お陰でリハビリの方も順調に進んでいた。自分でもこまめに院内を車いすで移動するようにし、3月4日に歩行器の使用が許可されると、これまた歩きまわっていた。毎日地下1Fのセブン・イレブンに通ったり、病院の外(入口周り)でコーヒーを飲むのを日課にしていた。

恒例の病院玄関でのコーヒー。最初は缶コーヒーだったけど、杖で歩けるようになるとカップのコーヒへと昇格した。

だから回復も早かったんだと思う。2週間で杖をつきながら歩けるようになった。
先生は3月17日頃退院というように考えて下さったようだけど、「3月11日に外せない仕事があるので外出許可が欲しい」と申し上げたのをきっかけに、結局この日に退院させて頂く事ができた。おそらく理由はインフルエンザの蔓延だったと思う。一旦外出許可を出そうものならば、外から何を持ち帰ってくるかわからない。「出た以上、戻ってくるな」という事もあったのだと思う。

手術後の右膝(人工関節)

さて、退院から一か月になろうとしている。相変わらず「膝が笑う」恐れがあるので、外出時は杖を持って歩いているけど、家の中では杖は使わなくなった。冒頭に書いたように階段も一段置きで下りられるようになった。立ち仕事もなんとかできる。医療技術の進歩には感動しかない。

そしてもう一つ、入院の副産物がある。

2月24日の一服。これが最後となってしまった。

なんとなく覚悟はしていたのだけど、入院の2月24日以降、全く煙草を吸える状態ではなくなってしまった。術後3日間は朦朧としていたから、離脱症状の一番厳しい時を有耶無耶にやり過ごす事はできた。
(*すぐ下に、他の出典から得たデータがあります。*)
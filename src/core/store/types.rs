#[derive(Debug, Clone, PartialEq, serde::Serialize)]
pub struct UserRecord {
    pub id: i64,
    pub username: String,
}

#[derive(Debug, Clone, PartialEq, serde::Serialize)]
pub struct GroupRecord {
    pub id: i64,
    pub name: String,
}

/// A run request about to be recorded.
#[derive(Debug, Clone)]
pub struct NewHistory {
    pub kind: String,
    pub mode: String,
    pub inventory: String,
    pub status: String,
    pub periodic_task_id: Option<i64>,
    pub template_id: Option<i64>,
    pub template_option: Option<String>,
}

#[derive(Debug, Clone, PartialEq, serde::Serialize)]
pub struct HistoryRecord {
    pub id: i64,
    pub kind: String,
    pub mode: String,
    pub inventory: String,
    pub status: String,
    pub periodic_task_id: Option<i64>,
    pub template_id: Option<i64>,
    pub template_option: Option<String>,
    pub started_at: String,
}
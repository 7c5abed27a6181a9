use std::sync::Arc;

use crate::core::schema::{
    DefinitionError, DiscriminatedField, Field, ScalarSpec, Schema, SchemaBuilder,
};

use super::TemplateKind;

/// `data` under `kind = Task`.
pub fn task_parameters_schema(playbook_args: Arc<Schema>) -> Result<Schema, DefinitionError> {
    SchemaBuilder::new("TaskTemplateParameters")
        .scalar("playbook", ScalarSpec::reference("Playbook").required())
        .field("vars", Field::optional_nested(playbook_args))
        .build()
}

/// `data` under `kind = Module`.
pub fn module_parameters_schema(module_args: Arc<Schema>) -> Result<Schema, DefinitionError> {
    SchemaBuilder::new("ModuleTemplateParameters")
        .scalar("group", ScalarSpec::string().with_default("all"))
        .scalar("module", ScalarSpec::reference("Module").required())
        .scalar("args", ScalarSpec::string().allow_blank().with_default(""))
        .field("vars", Field::optional_nested(module_args))
        .build()
}

/// ExecutionTemplate. The update variant keeps `kind` read-only so the
/// payload shape chosen at creation never changes.
pub fn template_schema(
    task_params: Arc<Schema>,
    module_params: Arc<Schema>,
    for_update: bool,
) -> Result<Schema, DefinitionError> {
    let kind = ScalarSpec::choice(TemplateKind::ALL.map(TemplateKind::as_str))
        .with_default(TemplateKind::Task.as_str());
    let builder = SchemaBuilder::new(if for_update {
        "OneExecutionTemplate"
    } else {
        "CreateExecutionTemplate"
    })
    .read_only("id", Field::Scalar(ScalarSpec::integer()))
    .scalar("name", ScalarSpec::string().required());

    let builder = if for_update {
        builder.read_only("kind", Field::Scalar(kind))
    } else {
        builder.scalar("kind", kind)
    };

    builder
        .scalar("notes", ScalarSpec::text().with_default(""))
        .scalar(
            "inventory",
            ScalarSpec::reference("Inventory")
                .with_format("inventory")
                .allow_blank(),
        )
        .discriminated(
            "data",
            DiscriminatedField::on("kind")
                .nested(TemplateKind::Task.as_str(), task_params)
                .nested(TemplateKind::Module.as_str(), module_params)
                .required(),
        )
        .build()
}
その後も病院の外出が厳しく制限されていて、コーヒーを飲むために入口を出ようとしても、守衛さんに声を掛けられる始末だったので、自然と禁煙という流れになってしまったのだ。

禁煙外来を使わずに禁煙したのはこれが初めてで...実は過去に2回半年の禁煙でまた吸い始めている。自分もこれで禁煙できるとは思ってもいなかった。実は一番辛かったのは、禁煙後の一週間ではなく、退院後の一週間だった。前の2回の禁煙とはここが違っていた。自由に煙草を吸える環境で我慢する事がこんなに辛いとは思わなかった。それでも帰宅後、家に残っていた煙草とライターをすべて処分し、現在は「メガ男梅粒」と電子タバコ+「NFREE」の組み合わせでしのいでいる。また半年で潰えるのか、意外と続くのかは正直自信がない。今回はたまたま「拾った禁煙」という気軽さがあるから、あるいは長持ちするかもしれない。そこは何とも言えない。